Stavroula Kostaki, Efthymia Makridou, Panagiota Karagianni, Ioanna Ierodiakonou-Benou

Keywords: LGBTQI+ health, Cis-heteronormativity, Inclusive primary healthcare

Background:

LGBTQI+ individuals face well-documented disparities in access to healthcare, contributing to increased vulnerability to a range of diseases. Primary care, as the first point of contact for most patients, has the potential to either mitigate or reinforce these disparities. This study investigates how cis-heteronormative assumptions, that patients are cisgender and heterosexual, embedded in biomedical discourse and clinical practice result in discrimination against LGBTQI+ individuals.

Research questions:

How does cis-heteronormativity manifest in healthcare practices, and how does it affect LGBTQI+ patients’ access to and quality of primary care?

Method:

A qualitative study was conducted using 42 semi-structured interviews across three groups (n=14 each): LGBTQI+ patients, LGBTQI+ healthcare professionals, and non-LGBTQI+ providers. Supplementary field observations were carried out in three outpatient clinics of public hospitals in Thessaloniki. Data were analyzed using critical discourse analysis, informed by queer theory and the social determinants of health framework.

Results:

Non-cisgender and non-heterosexual identities are often pathologized or rendered invisible in the discourse and practices of psychiatry, gynecology, endocrinology, and infectiology. Lesbian and gay patients frequently receive reproduction-focused sexual health advice irrelevant to their needs. Trans individuals often avoid Pap tests due to non-inclusive procedures and must undergo psychiatric evaluation to access hormone therapy, reinforcing binary gender norms. LGBTQI+ individuals may be referred to exploratory or corrective mental health interventions. Such practices either pathologize or dismiss LGBTQI+ health needs in core areas of primary care, such as sexual and reproductive health, mental health, and hormone-related treatment (initiation, follow-up, or referral).

Conclusions:

Cis-heteronormativity acts as a structural barrier to equitable care within healthcare settings, reinforcing discrimination against LGBTQI+ patients. Inclusive sexual histories, gender-neutral forms, organ-based screening, accessible gender-affirming care, and welcoming environments are essential changes.

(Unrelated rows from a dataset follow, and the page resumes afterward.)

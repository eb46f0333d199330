//! Board controller: the single owner of board state
//!
//! Every mutation goes through here. Operations that reference stale or
//! unknown identifiers are silent no-ops; any call that changes state is
//! followed by a full save through the [`BoardStore`].

use jiff::Timestamp;
use tracing::{debug, warn};

use super::drag::DragEvent;
use crate::error::Result;
use crate::storage::BoardStore;
use crate::types::{BoardState, Column, ColumnId, ColumnPatch, Task, TaskId, TaskPatch};
use crate::utils::IdGenerator;

pub struct BoardController {
    store: Box<dyn BoardStore>,
    ids: Box<dyn IdGenerator>,
    state: BoardState,
    active_drag: Option<Task>,
    adding_column: bool,
}

impl std::fmt::Debug for BoardController {
    fn fmt(&self, f: &mut std::fmt::Formatter<'_>) -> std::fmt::Result {
        f.debug_struct("BoardController")
            .field("state", &self.state)
            .field("active_drag", &self.active_drag)
            .field("adding_column", &self.adding_column)
            .finish_non_exhaustive()
    }
}

impl BoardController {
    /// Controller over an explicit initial state. Nothing is written until
    /// the first mutation.
    pub fn new(store: Box<dyn BoardStore>, ids: Box<dyn IdGenerator>, state: BoardState) -> Self {
        Self {
            store,
            ids,
            state,
            active_drag: None,
            adding_column: false,
        }
    }

    /// Read the store once, falling back to the default board
    pub fn load(store: Box<dyn BoardStore>, ids: Box<dyn IdGenerator>) -> Self {
        let state = store.load().unwrap_or_else(|| {
            debug!("starting from the default board");
            BoardState::default_board()
        });
        Self::new(store, ids, state)
    }

    pub fn state(&self) -> &BoardState {
        &self.state
    }

    /// Snapshot of the task currently being dragged
    pub fn active_drag(&self) -> Option<&Task> {
        self.active_drag.as_ref()
    }

    pub fn is_adding_column(&self) -> bool {
        self.adding_column
    }

    pub fn set_adding_column(&mut self, adding: bool) {
        self.adding_column = adding;
    }

    pub fn find_task(&self, task_id: &str) -> Option<&Task> {
        self.state.find_task(task_id)
    }

    pub fn column_of(&self, task_id: &str) -> Option<&Column> {
        self.state.column_of(task_id)
    }

    /// Write the current state, reporting failure to the caller
    pub fn save(&self) -> Result<()> {
        self.store.save(&self.state)
    }

    fn persist(&self) {
        if let Err(e) = self.save() {
            warn!(error = %e, "failed to save board");
        }
    }

    /// Append a new empty column. Blank titles are rejected.
    pub fn add_column(&mut self, title: &str) -> Option<ColumnId> {
        let title = title.trim();
        if title.is_empty() {
            debug!("ignoring add_column with blank title");
            return None;
        }
        let id = ColumnId::new(self.ids.generate());
        self.state.insert(Column::new(id.clone(), title));
        self.adding_column = false;
        debug!(column = %id, title, "added column");
        self.persist();
        Some(id)
    }

    /// Merge `patch` into the column; returns whether anything changed
    pub fn update_column(&mut self, column_id: &str, patch: ColumnPatch) -> bool {
        let Some(column) = self.state.column_mut(column_id) else {
            return false;
        };
        let before = column.clone();
        column.apply(patch);
        if *column == before {
            return false;
        }
        debug!(column = column_id, "updated column");
        self.persist();
        true
    }

    /// Remove the column together with its tasks
    pub fn delete_column(&mut self, column_id: &str) -> bool {
        match self.state.remove(column_id) {
            Some(column) => {
                debug!(
                    column = column_id,
                    tasks = column.tasks.len(),
                    "deleted column"
                );
                self.persist();
                true
            }
            None => false,
        }
    }

    /// Append a default task to the column
    pub fn add_task(&mut self, column_id: &str) -> Option<TaskId> {
        let id = TaskId::new(self.ids.generate());
        let column = self.state.column_mut(column_id)?;
        column.tasks.push(Task::new(id.clone(), Timestamp::now()));
        debug!(column = column_id, task = %id, "added task");
        self.persist();
        Some(id)
    }

    /// Merge `patch` into the task, looked up in `column_id` only
    pub fn update_task(&mut self, column_id: &str, task_id: &str, patch: TaskPatch) -> bool {
        let Some(task) = self
            .state
            .column_mut(column_id)
            .and_then(|c| c.tasks.iter_mut().find(|t| t.id == *task_id))
        else {
            return false;
        };
        let before = task.clone();
        task.apply(patch);
        if *task == before {
            return false;
        }
        debug!(column = column_id, task = task_id, "updated task");
        self.persist();
        true
    }

    pub fn delete_task(&mut self, column_id: &str, task_id: &str) -> bool {
        let Some(column) = self.state.column_mut(column_id) else {
            return false;
        };
        let before = column.tasks.len();
        column.tasks.retain(|t| t.id != *task_id);
        if column.tasks.len() == before {
            return false;
        }
        debug!(column = column_id, task = task_id, "deleted task");
        self.persist();
        true
    }

    /// Remember a snapshot of the dragged task for the overlay
    pub fn handle_drag_start(&mut self, task_id: &str) {
        self.active_drag = self.state.find_task(task_id).cloned();
        if self.active_drag.is_none() {
            debug!(task = task_id, "drag started on unknown task");
        }
    }

    /// Move the task from `source` to the end of `destination`.
    ///
    /// Same-column drops, drops outside any column and stale ids leave the
    /// board untouched. The drag snapshot is always cleared.
    pub fn handle_drag_end(
        &mut self,
        task_id: &str,
        source: &str,
        destination: Option<&str>,
    ) -> bool {
        self.active_drag = None;

        let Some(destination) = destination else {
            return false;
        };
        if source == destination || self.state.column(destination).is_none() {
            return false;
        }
        let Some(from) = self.state.column_mut(source) else {
            return false;
        };
        let Some(index) = from.tasks.iter().position(|t| t.id == *task_id) else {
            return false;
        };
        let task = from.tasks.remove(index);
        if let Some(to) = self.state.column_mut(destination) {
            to.tasks.push(task);
        }
        debug!(task = task_id, source, destination, "moved task");
        self.persist();
        true
    }

    pub fn handle_drag_event(&mut self, event: DragEvent) -> bool {
        match event {
            DragEvent::Started { item_id } => {
                self.handle_drag_start(&item_id);
                false
            }
            DragEvent::Ended {
                item_id,
                source,
                destination,
            } => self.handle_drag_end(&item_id, &source, destination.as_deref()),
        }
    }

    /// Move a task to `destination` wherever it currently lives
    pub fn move_task(&mut self, task_id: &str, destination: &str) -> bool {
        let Some(source) = self.state.column_of(task_id).map(|c| c.id.clone()) else {
            return false;
        };
        self.handle_drag_end(task_id, &source, Some(destination))
    }

    /// Replace everything with the default board
    pub fn reset(&mut self) {
        self.state = BoardState::default_board();
        self.active_drag = None;
        self.adding_column = false;
        debug!("reset board");
        self.persist();
    }
}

With its holistic and patient-centered approach, primary care can play a critical role in promoting inclusivity and reducing health disparities.

Points for discussion:

What everyday clinical practices in primary care reflect cis-heteronormative assumptions, and how do they limit access to care for LGBTQI+ patients?

How can inclusive practices of care in sexual and reproductive health, mental health, and hormone treatment be integrated into PHC to address LGBTQI+ health needs?

Beyond individual clinician attitudes, what changes in healthcare training, organizational structures, and clinical protocols (e.g., intake forms, pronoun use) are needed to create inclusive and affirming primary care environments?